I'm trying to split a char* using strtok. This is the code:
#include <string.h>
char** splitValues;
char* to_split;
int times = 0;
int counter;
void setup() {
Serial.begin(9600);
}
void loop() {
to_split = "00;11;22;33;44;55";
if(times == 0){
counter = 0;
for(char* temp = strtok(to_split, ";"); temp != NULL; temp = strtok(NULL, ";")){
Serial.println(temp);
// splitValues[counter] = temp;
// counter++;
}
times = 1;
}
}
This is working fine and outputs all the string split by ";"
But if I add the two commented rows, the program goes in loop and keeps printing the first value of temp.

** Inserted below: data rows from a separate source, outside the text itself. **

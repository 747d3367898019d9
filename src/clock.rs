/// Global access counter. Every cache access ticks it exactly once and the
/// ticked value is the recency stamp written into the touched line.
#[derive(Debug, Default)]
pub struct Clock {
    now: u64,
}

impl Clock {
    pub fn new() -> Self {
        Clock { now: 0 }
    }

    pub fn tick(&mut self) -> u64 {
        self.now += 1;
        self.now
    }

    pub fn now(&self) -> u64 {
        self.now
    }
}
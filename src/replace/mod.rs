pub mod lru;

use std::fmt;

#[derive(Debug, Clone, Copy, PartialEq, Eq)]
pub enum AccessResult {
    Hit,
    /// Miss filled into an empty line.
    Miss,
    /// Miss into a full set; a resident line was replaced.
    Eviction,
}

impl fmt::Display for AccessResult {
    fn fmt(&self, f: &mut fmt::Formatter<'_>) -> fmt::Result {
        f.write_str(match self {
            AccessResult::Hit => "hit",
            AccessResult::Miss => "miss",
            AccessResult::Eviction => "miss eviction",
        })
    }
}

I don't understand how these two rows can loop the program.
Sorry, I edited the post.
I didn't post the full code because it's quite longer than this, but trying to compile this example does exactly the same thing my code does.
Looks like splitValues is a pointer to a pointer that is pointing into nowhere.
Delta_G:
char** splitValues;
splitValues is just a pointer to a pointer that is pointing to nowhere. There isn't any memory reserved to put anything anywhere from this.
And yet:
splitValues[counter] = temp;
You try to put something there. So this writes over some unknown bit of memory out of bounds and causes undefined behavior.
Instead, splitValues should be defined as an array large enough to hold whatever you want to put there.
char* splitValues[NumberOfTokensYouExpect];
Thank you, this solved my problem.
Now my question is: what should I do if I need to change the size of this vector during runtime after the vector was declared?